//! Name-addressed access into rows whose shape was fixed by a first row.

use std::collections::BTreeSet;
use std::collections::HashMap;

use crate::error::{CsvtError, Result};
use crate::row::Row;

/// Bidirectional index between field names and column positions.
///
/// Built once per stream from its first row; positions stay valid for the
/// stream's lifetime. Duplicate names are tolerated here (the first
/// occurrence wins on lookup); output-side uniqueness is enforced by
/// [`FieldsMap`](crate::fields::FieldsMap) instead.
#[derive(Debug, Clone)]
pub struct Header {
    fields: Vec<String>,
    positions: HashMap<String, usize>,
}

impl Header {
    pub fn new(header_row: &[String]) -> Self {
        let fields: Vec<String> = header_row.to_vec();
        let mut positions = HashMap::with_capacity(fields.len());
        for (position, field) in fields.iter().enumerate() {
            positions.entry(field.clone()).or_insert(position);
        }
        Self { fields, positions }
    }

    #[must_use]
    pub fn contains(&self, name: &str) -> bool {
        self.positions.contains_key(name)
    }

    /// Field names in declaration order.
    #[must_use]
    pub fn fields(&self) -> &[String] {
        &self.fields
    }

    #[must_use]
    pub fn len(&self) -> usize {
        self.fields.len()
    }

    #[must_use]
    pub fn is_empty(&self) -> bool {
        self.fields.is_empty()
    }

    #[must_use]
    pub fn position(&self, name: &str) -> Option<usize> {
        self.positions.get(name).copied()
    }

    /// Single-column extractor for `name`.
    ///
    /// Callers are expected to pre-validate their field sets; an unknown
    /// name is reported as [`CsvtError::MissingFields`] rather than
    /// defaulted away.
    pub fn extractor(&self, name: &str) -> Result<FieldExtractor> {
        self.position(name)
            .map(|position| FieldExtractor { position })
            .ok_or_else(|| {
                CsvtError::MissingFields(BTreeSet::from([name.to_string()]))
            })
    }

    /// Batch form of [`extractor`](Self::extractor): one extractor per
    /// requested name, in request order, composed into a [`Projection`].
    pub fn projection<'a, I>(&self, names: I) -> Result<Projection>
    where
        I: IntoIterator<Item = &'a str>,
    {
        let extractors = names
            .into_iter()
            .map(|name| self.extractor(name))
            .collect::<Result<Vec<_>>>()?;
        Ok(Projection { extractors })
    }
}

/// Resolved column position; reads one cell out of a row.
#[derive(Debug, Clone, Copy, PartialEq, Eq)]
pub struct FieldExtractor {
    position: usize,
}

impl FieldExtractor {
    /// Reads the cell at the resolved position.
    ///
    /// `csv` readers reject ragged rows at the boundary, but rows handed
    /// in directly are not pre-checked; a row shorter than the header it
    /// was resolved against is reported as [`CsvtError::ShortRow`].
    pub fn extract<'r>(&self, row: &'r [String]) -> Result<&'r str> {
        row.get(self.position)
            .map(String::as_str)
            .ok_or(CsvtError::ShortRow {
                position: self.position,
                len: row.len(),
            })
    }
}

/// An ordered sequence of extractors applied as one.
///
/// This is the single primitive behind every projection, permutation and
/// output re-assembly in the system: apply all extractors, preserve order.
#[derive(Debug, Clone, Default)]
pub struct Projection {
    extractors: Vec<FieldExtractor>,
}

impl Projection {
    #[must_use]
    pub fn new(extractors: Vec<FieldExtractor>) -> Self {
        Self { extractors }
    }

    pub fn apply(&self, row: &[String]) -> Result<Row> {
        self.extractors
            .iter()
            .map(|extractor| Ok(extractor.extract(row)?.to_string()))
            .collect()
    }

    #[must_use]
    pub fn len(&self) -> usize {
        self.extractors.len()
    }

    #[must_use]
    pub fn is_empty(&self) -> bool {
        self.extractors.is_empty()
    }
}
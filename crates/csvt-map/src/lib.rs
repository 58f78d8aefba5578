//! Entity extraction for CSV streams.
//!
//! Replaces a repeating attribute tuple (an "entity") in a row stream with
//! a small, stable integer reference drawn from and persisted to an
//! append-only mapping store, so identical tuples collapse to the same
//! reference across runs.
//!
//! - **mapper**: the deduplicating reference store ([`Mapper`],
//!   [`DuplicatePolicy`])
//! - **extract**: drives a mapper over a full data stream
//!   ([`EntityExtractor`])

pub mod extract;
pub mod mapper;

pub use extract::{EntityExtractor, ExtractStats};
pub use mapper::{DuplicatePolicy, Mapper};
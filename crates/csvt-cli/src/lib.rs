//! Library components for the csvt CLI.

pub mod logging;
pub mod pipeline;
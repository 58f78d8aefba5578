//! Horizontal transforms over tokenized row streams.
//!
//! - **zip**: positional join of two streams on their single shared field
//! - **unzip**: vertical split into two id-linked streams
//! - **select**: reorder/rename columns through a field map
//! - **rmfields**: drop named columns

pub mod error;
pub mod rmfields;
pub mod select;
pub mod unzip;
pub mod zip;

pub use error::{Result, TransformError};
pub use rmfields::rmfields;
pub use select::select;
pub use unzip::unzip;
pub use zip::zip;
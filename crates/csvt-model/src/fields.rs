//! The `[out=]in` field-mapping mini-language.

use crate::error::{CsvtError, Result};

/// One `[output=]input` pair. Without `=`, output and input are the same
/// name. Names are taken literally: no trimming, no quoting of `,` or `=`.
#[derive(Debug, Clone, PartialEq, Eq)]
pub struct FieldSpec {
    pub output: String,
    pub input: String,
}

impl FieldSpec {
    fn parse(spec: &str) -> Self {
        match spec.split_once('=') {
            Some((output, input)) => {
                // "a=" means the same as plain "a".
                let input = if input.is_empty() { output } else { input };
                Self {
                    output: output.to_string(),
                    input: input.to_string(),
                }
            }
            None => Self {
                output: spec.to_string(),
                input: spec.to_string(),
            },
        }
    }
}

/// Ordered field-spec list with unique output names.
///
/// Duplicate *input* names are fine (one input column may feed two
/// differently named outputs); a duplicate *output* name is a hard error.
#[derive(Debug, Clone)]
pub struct FieldsMap {
    specs: Vec<FieldSpec>,
}

impl FieldsMap {
    pub fn new(specs: Vec<FieldSpec>) -> Result<Self> {
        let mut seen = Vec::with_capacity(specs.len());
        let mut duplicates = Vec::new();
        for spec in &specs {
            if seen.contains(&spec.output.as_str()) {
                duplicates.push(spec.output.clone());
            } else {
                seen.push(spec.output.as_str());
            }
        }
        if !duplicates.is_empty() {
            return Err(CsvtError::DuplicateFields(duplicates));
        }
        Ok(Self { specs })
    }

    /// Parses a comma-separated list of field specs.
    pub fn parse(field_maps: &str) -> Result<Self> {
        Self::new(field_maps.split(',').map(FieldSpec::parse).collect())
    }

    #[must_use]
    pub fn specs(&self) -> &[FieldSpec] {
        &self.specs
    }

    #[must_use]
    pub fn len(&self) -> usize {
        self.specs.len()
    }

    #[must_use]
    pub fn is_empty(&self) -> bool {
        self.specs.is_empty()
    }

    /// Input-side names, parallel to [`output_fields`](Self::output_fields).
    #[must_use]
    pub fn input_fields(&self) -> Vec<&str> {
        self.specs.iter().map(|spec| spec.input.as_str()).collect()
    }

    /// Output-side names, parallel to [`input_fields`](Self::input_fields).
    #[must_use]
    pub fn output_fields(&self) -> Vec<&str> {
        self.specs.iter().map(|spec| spec.output.as_str()).collect()
    }
}
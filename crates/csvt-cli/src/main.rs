//! csvt CLI.

use clap::{ColorChoice, Parser};
use std::io::{self, IsTerminal};
use tracing::level_filters::LevelFilter;

use csvt_cli::logging::{LogConfig, LogFormat, init_logging};

mod cli;
mod commands;
mod summary;

use crate::cli::{Cli, Command, LogFormatArg, LogLevelArg};
use crate::commands::{run_extract_map, run_rmfields, run_select, run_unzip, run_zip};

fn main() {
    let cli = Cli::parse();
    cli.color.write_global();
    let log_config = log_config_from_cli(&cli);
    if let Err(error) = init_logging(&log_config) {
        eprintln!("error: failed to initialize logging: {error}");
        std::process::exit(1);
    }
    let result = match cli.command {
        Command::ExtractMap(args) => run_extract_map(&args),
        Command::Zip(args) => run_zip(&args),
        Command::Unzip(args) => run_unzip(&args),
        Command::Select(args) => run_select(&args),
        Command::Rmfields(args) => run_rmfields(&args),
    };
    let exit_code = match result {
        Ok(()) => 0,
        Err(error) => {
            eprintln!("error: {error:#}");
            1
        }
    };
    std::process::exit(exit_code);
}

/// Build logging configuration from CLI flags with consistent precedence.
fn log_config_from_cli(cli: &Cli) -> LogConfig {
    let mut config = LogConfig {
        level_filter: cli.verbosity.tracing_level_filter(),
        ..LogConfig::default()
    };
    config.use_env_filter = !(cli.verbosity.is_present() || cli.log_level.is_some());
    if let Some(level) = cli.log_level {
        config.level_filter = match level {
            LogLevelArg::Error => LevelFilter::ERROR,
            LogLevelArg::Warn => LevelFilter::WARN,
            LogLevelArg::Info => LevelFilter::INFO,
            LogLevelArg::Debug => LevelFilter::DEBUG,
            LogLevelArg::Trace => LevelFilter::TRACE,
        };
    }
    config.format = match cli.log_format {
        LogFormatArg::Pretty => LogFormat::Pretty,
        LogFormatArg::Compact => LogFormat::Compact,
        LogFormatArg::Json => LogFormat::Json,
    };
    config.log_file = cli.log_file.clone();
    config.with_ansi = match cli.color.color {
        ColorChoice::Always => true,
        ColorChoice::Never => false,
        ColorChoice::Auto => cli.log_file.is_none() && io::stderr().is_terminal(),
    };
    config
}
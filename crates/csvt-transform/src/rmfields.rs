//! Drop named columns, keep everything else in header order.

use std::collections::BTreeSet;

use csvt_model::{CsvtError, Header, Row, RowSink};

use crate::error::Result;

pub fn rmfields<I, O>(rows: I, fields: &[&str], output: &mut O) -> Result<()>
where
    I: IntoIterator<Item = csvt_model::Result<Row>>,
    O: RowSink,
{
    let mut rows = rows.into_iter();
    let header_row = rows.next().ok_or(CsvtError::MissingHeader)??;
    let header = Header::new(&header_row);

    let missing: BTreeSet<String> = fields
        .iter()
        .filter(|field| !header.contains(field))
        .map(|field| (*field).to_string())
        .collect();
    if !missing.is_empty() {
        return Err(CsvtError::MissingFields(missing).into());
    }

    let kept: Vec<&str> = header
        .fields()
        .iter()
        .map(String::as_str)
        .filter(|field| !fields.contains(field))
        .collect();
    let project = header.projection(kept.iter().copied())?;

    output.write_row(&kept.iter().map(|field| (*field).to_string()).collect::<Row>())?;
    for row in rows {
        let row = row?;
        output.write_row(&project.apply(&row)?)?;
    }
    Ok(())
}

#[cfg(test)]
mod tests {
    use super::*;
    use crate::error::TransformError;

    fn row(cells: &[&str]) -> Row {
        cells.iter().map(|cell| (*cell).to_string()).collect()
    }

    fn rows(table: &[&[&str]]) -> Vec<csvt_model::Result<Row>> {
        table.iter().map(|cells| Ok(row(cells))).collect()
    }

    #[test]
    fn drops_named_columns() {
        let input = rows(&[&["a", "b", "c"], &["a0", "b0", "c0"]]);
        let mut output: Vec<Row> = Vec::new();

        rmfields(input, &["b"], &mut output).unwrap();

        assert_eq!(output, vec![row(&["a", "c"]), row(&["a0", "c0"])]);
    }

    #[test]
    fn removing_an_absent_column_is_an_error() {
        let input = rows(&[&["a"], &["a0"]]);
        let mut output: Vec<Row> = Vec::new();

        let result = rmfields(input, &["b"], &mut output);

        assert!(matches!(
            result.unwrap_err(),
            TransformError::Model(CsvtError::MissingFields(_))
        ));
        assert!(output.is_empty());
    }
}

§ **EXERCISE PROMPT**: Check each line of the records for the word "CsvtError" and extract those that contain it.

§ **SOLUTION FOR THIS EXERCISE**:
use crate::error::{CsvtError, Result};
    /// name is reported as [`CsvtError::MissingFields`] rather than
                CsvtError::MissingFields(BTreeSet::from([name.to_string()]))
    /// was resolved against is reported as [`CsvtError::ShortRow`].
            .ok_or(CsvtError::ShortRow {
use crate::error::{CsvtError, Result};
            return Err(CsvtError::DuplicateFields(duplicates));
use csvt_model::{CsvtError, Header, Row, RowSink};
    let header_row = rows.next().ok_or(CsvtError::MissingHeader)??;
        return Err(CsvtError::MissingFields(missing).into());
            TransformError::Model(CsvtError::MissingFields(_))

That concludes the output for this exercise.